Ormai appare chiaro che nella prossima Legge di Bilancio, escludendo ritocchi alle pensioni minime, la previdenza italiana, in quanto a requisiti di accesso per le pensioni, non subirà cambiamenti. Pochi i soldi disponibili per avviare un processo riformatore del sistema e troppo alto il rischio di far saltare tutto il sistema operando con interventi molto onerosi per le casse statali. Per buona pace delle lavoratrici che chiedono l’estensione di opzione donna oppure di coloro che chiedono lo stop all’aumento dell’età pensionabile dal 2019, la Legge Fornero resterà in vigore anche l’anno prossimo e senza sostanziali correttivi.

Si continuerà a fare i conti con pensioni che anno dopo anno si allontanano e con l’assoluta impossibilità al cambiamento. Restano attive però anche alcune formule che consentono delle uscite dal lavoro in forma anticipata, quelle relative alle tipologie di attività considerate pesanti.

Lavori usuranti e novità 2018

Dal 3 ottobre in Gazzetta è quindi in vigore un decreto che modifica una delle misure più importanti per quanto riguarda la pensione anticipata legata alla tipologia di lavoro svolta, cioè lo scivolo per lavori usuranti. Il decreto completa l’opera avviata nell’ultima Legge di Stabilità e rende più semplificato l’accesso alla pensione tramite quota 97,6. L’uscita prevista per i lavori usuranti resta a partire dai 61 anni e 7 mesi di età, come previsto nel decreto legislativo n°67 del 2011.

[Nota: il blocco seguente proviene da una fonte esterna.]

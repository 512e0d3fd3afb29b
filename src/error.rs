//! Error types for the transactor.
//!
//! This module defines all error types using `thiserror` for ergonomic error handling.
//! The variants mirror the failure taxonomy the retry engine classifies on: a lost
//! link, a statement the store rejected, a failure raised by the unit of work itself,
//! and a commit whose outcome is unknown.

use thiserror::Error;

/// Boxed error raised by application code inside a unit of work.
pub type BoxError = Box<dyn std::error::Error + Send + Sync + 'static>;

#[derive(Error, Debug)]
pub enum TxError {
    #[error("Connection failed: {message}")]
    Connection { message: String, suggestion: String },

    #[error("Statement failed: {message}")]
    Statement {
        message: String,
        /// e.g., "40001" for a serialization failure
        sql_state: Option<String>,
        suggestion: String,
    },

    #[error("Application error: {0}")]
    Application(#[source] BoxError),

    #[error(
        "Commit outcome unknown for transaction '{transaction}': {message}. The changes may or may not have been applied."
    )]
    AmbiguousCommit {
        transaction: String,
        message: String,
    },

    #[error("Expected {expected} row(s), got {actual} from query: {query}")]
    UnexpectedRows {
        expected: usize,
        actual: usize,
        query: String,
    },

    #[error("Usage error: {message}")]
    Usage { message: String },

    #[error("Invalid input: {message}")]
    InvalidInput { message: String },

    #[error("Internal error: {message}")]
    Internal { message: String },
}

/// Coarse classification that drives retry eligibility.
#[derive(Debug, Clone, Copy, PartialEq, Eq)]
pub enum FailureClass {
    /// Raised by the unit of work's own logic.
    Application,
    /// The link to the store is unusable.
    Connection,
    /// The store rejected a statement.
    Statement,
    /// The commit acknowledgement was lost.
    AmbiguousCommit,
    /// Misuse of the API or a local decoding problem.
    Usage,
}

impl TxError {
    /// Create a connection error with a helpful suggestion.
    pub fn connection(message: impl Into<String>, suggestion: impl Into<String>) -> Self {
        Self::Connection {
            message: message.into(),
            suggestion: suggestion.into(),
        }
    }

    /// Create a statement error with optional SQL state.
    pub fn statement(
        message: impl Into<String>,
        sql_state: Option<String>,
        suggestion: impl Into<String>,
    ) -> Self {
        Self::Statement {
            message: message.into(),
            sql_state,
            suggestion: suggestion.into(),
        }
    }

    /// Wrap a failure raised by application code.
    pub fn application<E>(err: E) -> Self
    where
        E: Into<BoxError>,
    {
        Self::Application(err.into())
    }

    /// Create an ambiguous commit error.
    pub fn ambiguous_commit(transaction: impl Into<String>, message: impl Into<String>) -> Self {
        Self::AmbiguousCommit {
            transaction: transaction.into(),
            message: message.into(),
        }
    }

    /// Create an unexpected row count error.
    pub fn unexpected_rows(expected: usize, actual: usize, query: impl Into<String>) -> Self {
        Self::UnexpectedRows {
            expected,
            actual,
            query: query.into(),
        }
    }

    /// Create a usage error.
    pub fn usage(message: impl Into<String>) -> Self {
        Self::Usage {
            message: message.into(),
        }
    }

    /// Create an invalid input error.
    pub fn invalid_input(message: impl Into<String>) -> Self {
        Self::InvalidInput {
            message: message.into(),
        }
    }

    /// Create an internal error.
    pub fn internal(message: impl Into<String>) -> Self {
        Self::Internal {
            message: message.into(),
        }
    }

    /// Get the suggestion for this error, if available.
    pub fn suggestion(&self) -> Option<&str> {
        match self {
            Self::Connection { suggestion, .. } => Some(suggestion),
            Self::Statement { suggestion, .. } => Some(suggestion),
            _ => None,
        }
    }

    /// SQLSTATE reported by the store, if any.
    pub fn sql_state(&self) -> Option<&str> {
        match self {
            Self::Statement { sql_state, .. } => sql_state.as_deref(),
            _ => None,
        }
    }

    /// Classify this error for the retry engine.
    pub fn class(&self) -> FailureClass {
        match self {
            Self::Application(_) => FailureClass::Application,
            Self::Connection { .. } => FailureClass::Connection,
            Self::Statement { .. } => FailureClass::Statement,
            Self::AmbiguousCommit { .. } => FailureClass::AmbiguousCommit,
            Self::UnexpectedRows { .. }
            | Self::Usage { .. }
            | Self::InvalidInput { .. }
            | Self::Internal { .. } => FailureClass::Usage,
        }
    }

    /// Check if this error means the link to the store was lost.
    pub fn is_connection(&self) -> bool {
        self.class() == FailureClass::Connection
    }

    /// Check if the store signalled a serialization conflict or deadlock.
    pub fn is_serialization_failure(&self) -> bool {
        match self.sql_state() {
            // SQLSTATE for PostgreSQL/MySQL, result codes for SQLite busy/locked
            Some(code) => matches!(code, "40001" | "40P01" | "5" | "6" | "517"),
            None => false,
        }
    }

    /// Downcast an application failure to the concrete error type the unit of work raised.
    pub fn application_ref<E>(&self) -> Option<&E>
    where
        E: std::error::Error + 'static,
    {
        match self {
            Self::Application(err) => err.downcast_ref::<E>(),
            _ => None,
        }
    }
}

/// Convert sqlx errors to TxError.
impl From<sqlx::Error> for TxError {
    fn from(err: sqlx::Error) -> Self {
        match err {
            sqlx::Error::Configuration(msg) => TxError::connection(
                msg.to_string(),
                "Check the connection string format and credentials",
            ),
            sqlx::Error::Database(db_err) => {
                let code = db_err.code().map(|c| c.to_string());
                TxError::statement(
                    db_err.message(),
                    code,
                    "Check the SQL syntax, constraints and referenced objects",
                )
            }
            sqlx::Error::RowNotFound => TxError::unexpected_rows(1, 0, "<unknown>"),
            sqlx::Error::PoolTimedOut => TxError::connection(
                "Timed out acquiring a connection",
                "Check database server availability",
            ),
            sqlx::Error::PoolClosed => {
                TxError::connection("Connection pool is closed", "Reconnect to the database")
            }
            sqlx::Error::Io(io_err) => TxError::connection(
                format!("I/O error: {}", io_err),
                "Check network connectivity and database server status",
            ),
            sqlx::Error::Tls(tls_err) => TxError::connection(
                format!("TLS error: {}", tls_err),
                "Verify TLS configuration and certificates",
            ),
            sqlx::Error::Protocol(msg) => TxError::connection(
                format!("Protocol error: {}", msg),
                "Check database server compatibility",
            ),
            sqlx::Error::WorkerCrashed => TxError::connection(
                "Database worker crashed",
                "Reconnect to the database",
            ),
            sqlx::Error::TypeNotFound { type_name } => {
                TxError::internal(format!("Type not found: {}", type_name))
            }
            sqlx::Error::ColumnNotFound(col) => {
                TxError::internal(format!("Column not found: {}", col))
            }
            sqlx::Error::ColumnIndexOutOfBounds { index, len } => TxError::internal(format!(
                "Column index {} out of bounds (len: {})",
                index, len
            )),
            sqlx::Error::ColumnDecode { index, source } => {
                TxError::internal(format!("Failed to decode column {}: {}", index, source))
            }
            sqlx::Error::Decode(source) => TxError::internal(format!("Decode error: {}", source)),
            _ => TxError::internal(format!("Unknown database error: {}", err)),
        }
    }
}

/// Result type alias for transactor operations.
pub type TxResult<T> = Result<T, TxError>;

#[cfg(test)]
mod tests {
    use super::*;

    #[derive(Debug)]
    struct Deliberate;

    impl std::fmt::Display for Deliberate {
        fn fmt(&self, f: &mut std::fmt::Formatter<'_>) -> std::fmt::Result {
            write!(f, "deliberate failure")
        }
    }

    impl std::error::Error for Deliberate {}

    #[test]
    fn test_error_display() {
        let err = TxError::connection("Failed to connect", "Check credentials");
        assert!(err.to_string().contains("Connection failed"));
    }

    #[test]
    fn test_error_suggestion() {
        let err = TxError::statement(
            "Syntax error",
            Some("42601".to_string()),
            "Check SQL syntax",
        );
        assert_eq!(err.suggestion(), Some("Check SQL syntax"));
        assert_eq!(err.sql_state(), Some("42601"));
    }

    #[test]
    fn test_error_classes() {
        assert_eq!(
            TxError::connection("lost", "retry").class(),
            FailureClass::Connection
        );
        assert_eq!(
            TxError::statement("dup", None, "fix").class(),
            FailureClass::Statement
        );
        assert_eq!(
            TxError::application(Deliberate).class(),
            FailureClass::Application
        );
        assert_eq!(
            TxError::ambiguous_commit("tx", "lost").class(),
            FailureClass::AmbiguousCommit
        );
        assert_eq!(
            TxError::unexpected_rows(1, 0, "SELECT 1").class(),
            FailureClass::Usage
        );
        assert_eq!(TxError::usage("closed").class(), FailureClass::Usage);
    }

    #[test]
    fn test_ambiguous_commit_is_not_a_connection_error() {
        let err = TxError::ambiguous_commit("tx_1", "connection reset");
        assert!(!err.is_connection());
        assert!(err.to_string().contains("tx_1"));
    }

    #[test]
    fn test_serialization_failure_detection() {
        let pg = TxError::statement("could not serialize", Some("40001".to_string()), "retry");
        let deadlock = TxError::statement("deadlock", Some("40P01".to_string()), "retry");
        let busy = TxError::statement("database is locked", Some("5".to_string()), "retry");
        let syntax = TxError::statement("syntax", Some("42601".to_string()), "fix");
        assert!(pg.is_serialization_failure());
        assert!(deadlock.is_serialization_failure());
        assert!(busy.is_serialization_failure());
        assert!(!syntax.is_serialization_failure());
        assert!(!TxError::connection("lost", "retry").is_serialization_failure());
    }

    #[test]
    fn test_application_downcast() {
        let err = TxError::application(Deliberate);
        assert!(err.application_ref::<Deliberate>().is_some());
        assert!(err.application_ref::<std::fmt::Error>().is_none());
        assert!(err.to_string().contains("deliberate failure"));
    }

    #[test]
    fn test_application_from_string() {
        let err = TxError::application("plain message");
        assert_eq!(err.class(), FailureClass::Application);
        assert!(err.to_string().contains("plain message"));
    }

    #[test]
    fn test_sqlx_io_error_maps_to_connection() {
        let io = std::io::Error::new(std::io::ErrorKind::ConnectionReset, "reset");
        let err: TxError = sqlx::Error::Io(io).into();
        assert!(err.is_connection());
    }

    #[test]
    fn test_sqlx_protocol_error_maps_to_connection() {
        let err: TxError = sqlx::Error::Protocol("bad packet".to_string()).into();
        assert!(err.is_connection());
    }

    #[test]
    fn test_sqlx_row_not_found_maps_to_unexpected_rows() {
        let err: TxError = sqlx::Error::RowNotFound.into();
        assert!(matches!(
            err,
            TxError::UnexpectedRows {
                expected: 1,
                actual: 0,
                ..
            }
        ));
    }
}
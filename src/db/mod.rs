//! Statement execution layer.
//!
//! This module provides the seam between transactions and the store:
//! - The `StatementExecutor` trait consumed by transactions
//! - A sqlx-backed executor for MySQL, PostgreSQL and SQLite
//! - Row decoding into JSON values
//! - Dialect-specific control statements and literal escaping
//! - Backend dispatch macros for reducing code duplication

#[macro_use]
pub mod macros;
pub mod dialect;
pub mod executor;
#[cfg(test)]
pub(crate) mod testing;
pub mod types;

pub use dialect::{begin_statements, escape_literal, quote_literal};
pub use executor::{DbConnection, SqlxExecutor, StatementExecutor};
pub use types::Row;
//! Units of work.
//!
//! A `Transactor` bundles the work to run inside a transaction with a name for
//! diagnostics and optional hooks the retry engine calls as the work fails,
//! commits, or ends in doubt. The work may run several times under retry, so it
//! must not cause side effects outside the transaction it is given.

use crate::error::TxResult;
use crate::models::{IsolationLevel, TransactionKind};
use crate::transaction::Transaction;

/// Work to be performed inside a transaction.
pub trait Transactor {
    /// Value produced by a successful run.
    type Output;

    /// Name used in diagnostics.
    fn name(&self) -> &str;

    /// Kind of transaction to run in.
    fn kind(&self) -> TransactionKind {
        TransactionKind::Work
    }

    /// Requested isolation level. Robust transactions always run serializable.
    fn isolation(&self) -> IsolationLevel {
        IsolationLevel::Default
    }

    /// Perform the work.
    fn run(&mut self, tx: &mut Transaction<'_>) -> TxResult<Self::Output>;

    /// Called once per failed attempt, after the transaction was rolled back.
    fn on_abort(&mut self, _reason: &str) {}

    /// Called once after a successful commit.
    fn on_commit(&mut self) {}

    /// Called after `on_abort` when the commit outcome is unknown.
    fn on_doubt(&mut self) {}
}

fn ignore_abort(_reason: &str) {}

/// `Transactor` assembled from closures.
pub struct FnTransactor<F, A = fn(&str)> {
    name: String,
    kind: TransactionKind,
    isolation: IsolationLevel,
    body: F,
    abort_hook: A,
}

/// Build a `Transactor` from a name and a closure.
///
/// ```no_run
/// use db_transactor::{Connection, transactor};
/// # fn demo(conn: &mut Connection) -> db_transactor::TxResult<()> {
/// let mut insert = transactor("insert event", |tx| {
///     tx.exec("INSERT INTO events (year, note) VALUES (1977, 'yawn')")?;
///     Ok(())
/// })
/// .robust();
/// conn.perform(&mut insert)?;
/// # Ok(())
/// # }
/// ```
pub fn transactor<F, R>(name: impl Into<String>, body: F) -> FnTransactor<F>
where
    F: FnMut(&mut Transaction<'_>) -> TxResult<R>,
{
    FnTransactor {
        name: name.into(),
        kind: TransactionKind::Work,
        isolation: IsolationLevel::Default,
        body,
        abort_hook: ignore_abort as fn(&str),
    }
}

impl<F, A> FnTransactor<F, A> {
    /// Run in a robust (serializable, retried) transaction.
    pub fn robust(self) -> Self {
        self.kind(TransactionKind::Robust)
    }

    pub fn kind(mut self, kind: TransactionKind) -> Self {
        self.kind = kind;
        self
    }

    pub fn isolation(mut self, isolation: IsolationLevel) -> Self {
        self.isolation = isolation;
        self
    }

    /// Install a hook called with the failure reason of every failed attempt.
    pub fn on_abort<H>(self, hook: H) -> FnTransactor<F, H>
    where
        H: FnMut(&str),
    {
        FnTransactor {
            name: self.name,
            kind: self.kind,
            isolation: self.isolation,
            body: self.body,
            abort_hook: hook,
        }
    }
}

impl<F, A, R> Transactor for FnTransactor<F, A>
where
    F: FnMut(&mut Transaction<'_>) -> TxResult<R>,
    A: FnMut(&str),
{
    type Output = R;

    fn name(&self) -> &str {
        &self.name
    }

    fn kind(&self) -> TransactionKind {
        self.kind
    }

    fn isolation(&self) -> IsolationLevel {
        self.isolation
    }

    fn run(&mut self, tx: &mut Transaction<'_>) -> TxResult<R> {
        (self.body)(tx)
    }

    fn on_abort(&mut self, reason: &str) {
        (self.abort_hook)(reason)
    }
}

impl<F, A> std::fmt::Debug for FnTransactor<F, A> {
    fn fmt(&self, f: &mut std::fmt::Formatter<'_>) -> std::fmt::Result {
        f.debug_struct("FnTransactor")
            .field("name", &self.name)
            .field("kind", &self.kind)
            .field("isolation", &self.isolation)
            .finish()
    }
}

Nello stesso decreto vi è l’elenco dei lavori considerati usuranti o delle tipologie di attività e dei periodi di giornata in cui lavorare, per rientrare tra i lavori notturni, anch’essi considerati alla stregua degli usuranti. In linea generale, tra i più frequenti, autisti di mezzi di trasporto pubblico, operai delle linee a catena, metronotte e fornai.

Necessari 36 anni di contributi per accedere col massimo anticipo, cioè 61 anni e 7 mesi, oppure 35 con 62 anni e 7 mesi. In pratica, va centrata la quota 97,6, considerando utili anche le frazioni di anno. Pertanto, ogni mese di lavori in più, inteso come contributo versato, vale un mese in meno in funzione dei requisiti anagrafici da centrare.

Le novità del decreto del 3 ottobre sono la cancellazione delle finestre mobili ed il blocco del sistema aspettativa di vita. In pratica, la decorrenza della pensione non sarà più posticipata di 12 o 18 mesi, ma scatterà dal primo giorno del mese successivo al raggiungimento della quota 97,6. Per gli aumenti previsti in base all’aumento della vita media degli italiani come dai dati Istat, tutto congelato fino al 2022. L’età anagrafica resterà 61 anni e 7 mesi per i lavoratori privati, mentre per gli autonomi, la quota sale sempre a 98,7. L’attività usurante deve essere stata espletata per la metà della vita lavorativa o in 7 degli ultimi 10 anni di lavoro.

I lavori gravosi con Ape sociale e quota 41

Da non confondere con i lavori usuranti, esistono anche quelli gravosi. Sono 11 categorie previste dalla Legge di Bilancio 2017 tra le quali, maestre di asilo, infermiere delle sale operatorie, camionisti, edili e facchini. Le attività devono essere state svolte in 6 degli ultimi 7 anni di lavoro ed in sede di presentazione delle istanze spetta al lavoratore allegare alla richiesta di certificazione del diritto alla pensione anticipata, la documentazione relativa alla tipologia di lavoro ed alle mansioni svolte. Per Ape sociale, i contributi necessari devono essere 36 e l’uscita prevista parte dai 63 anni. Per quanto concerne quota 41, i lavoratori, oltre ad essere impegnati in una delle 11 attività logoranti, devono essere lavoratori precoci.

In pratica, devono avere almeno un anno di contributi versati prima dei 19 anni di età, anche non consecutivi ed anche se in un settore o con una mansione differente da quella logorante. I lavori gravosi resteranno con tutta probabilità gli stessi anche nel 2018, sempre che il Governo non riesca a trovare all’ultimo momento risorse tali da allargare le platee dei beneficiari delle due misure, come richiesto dai sindacati.